● DESCRIPTION OF THE TASK: Search the entries below. Return every line that has "AnySubscription" in it.

[SUPPLIED DATA]

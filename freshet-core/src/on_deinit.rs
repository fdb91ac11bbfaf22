// Copyright 2026 Freshet contributors
// Licensed under the Apache License, Version 2.0
// http://www.apache.org/licenses/LICENSE-2.0

//! Publisher that emits once when a watched object is deallocated.

use crate::cancel_handle::CancelHandle;
use crate::completion::{Completion, Never};
use crate::demand::Demand;
use crate::lock::Guarded;
use crate::publisher::Publisher;
use crate::subscriber::{AnySubscriber, Subscriber};
use crate::subscription::{AnySubscription, Subscription};
use crate::watched::{Watched, WatchedRef};
use std::sync::Arc;

/// A publisher that delivers `()` followed by [`Completion::Finished`] at
/// the moment its target is deallocated.
///
/// The target is held weakly. All subscriptions against the same target
/// share the single per-object hook table inside the target's
/// [`Watched`] cell; each subscription registers a removable callback there
/// on its first positive demand request and deregisters on cancellation.
/// If the target is already gone at registration time, delivery happens
/// immediately and synchronously.
///
/// This publisher cannot fail; its failure type is [`Never`].
pub struct OnDeinit<T> {
    target: WatchedRef<T>,
}

impl<T> OnDeinit<T>
where
    T: Send + Sync + 'static,
{
    /// Observes the target behind an existing weak reference.
    pub fn new(target: WatchedRef<T>) -> Self {
        Self { target }
    }

    /// Observes a live target.
    pub fn of(target: &Watched<T>) -> Self {
        Self::new(target.downgrade())
    }
}

impl<T> Clone for OnDeinit<T> {
    fn clone(&self) -> Self {
        Self {
            target: self.target.clone(),
        }
    }
}

impl<T> Publisher for OnDeinit<T>
where
    T: Send + Sync + 'static,
{
    type Output = ();
    type Failure = Never;

    fn subscribe<S>(&self, subscriber: S)
    where
        S: Subscriber<Input = (), Failure = Never> + 'static,
    {
        let downstream = AnySubscriber::new(subscriber);
        let inner = Arc::new(DeinitInner {
            target: self.target.clone(),
            state: Guarded::new(DeinitState {
                downstream: Some(downstream.clone()),
                hook: None,
                registered: false,
            }),
        });
        downstream.receive_subscription(AnySubscription::new(DeinitSubscription { inner }));
    }
}

struct DeinitState {
    downstream: Option<AnySubscriber<(), Never>>,
    hook: Option<CancelHandle>,
    registered: bool,
}

struct DeinitInner<T> {
    target: WatchedRef<T>,
    state: Guarded<DeinitState>,
}

impl<T> DeinitInner<T>
where
    T: Send + Sync + 'static,
{
    /// Delivers the single value and the terminal signal, once.
    fn finish(&self) {
        let downstream = self.state.with_lock(|s| s.downstream.take());
        if let Some(downstream) = downstream {
            let _ = downstream.receive(());
            downstream.receive_completion(Completion::Finished);
        }
    }

    fn shut_down(&self) {
        let taken = self.state.with_lock(|s| (s.downstream.take(), s.hook.take()));
        // Dropping the hook handle deregisters it from the target.
        drop(taken);
    }
}

struct DeinitSubscription<T>
where
    T: Send + Sync + 'static,
{
    inner: Arc<DeinitInner<T>>,
}

impl<T> Subscription for DeinitSubscription<T>
where
    T: Send + Sync + 'static,
{
    fn request(&self, demand: Demand) {
        if demand.is_none() {
            return;
        }
        let register = self.inner.state.with_lock(|s| {
            if s.registered || s.downstream.is_none() {
                false
            } else {
                s.registered = true;
                true
            }
        });
        if !register {
            return;
        }

        match self.inner.target.upgrade() {
            None => self.inner.finish(),
            Some(target) => {
                let observer = Arc::downgrade(&self.inner);
                let hook = target.on_deinit(move || {
                    if let Some(inner) = observer.upgrade() {
                        inner.finish();
                    }
                });
                let dead_on_arrival = self.inner.state.with_lock(|s| {
                    if s.downstream.is_none() {
                        Some(hook)
                    } else {
                        s.hook = Some(hook);
                        None
                    }
                });
                drop(dead_on_arrival);
            }
        }
    }

    fn cancel(&self) {
        self.inner.shut_down();
    }
}

impl<T> Drop for DeinitSubscription<T>
where
    T: Send + Sync + 'static,
{
    fn drop(&mut self) {
        self.inner.shut_down();
    }
}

[/SUPPLIED DATA]

● ANSWER BELOW:
use crate::subscription::{AnySubscription, Subscription};
        downstream.receive_subscription(AnySubscription::new(DeinitSubscription { inner }));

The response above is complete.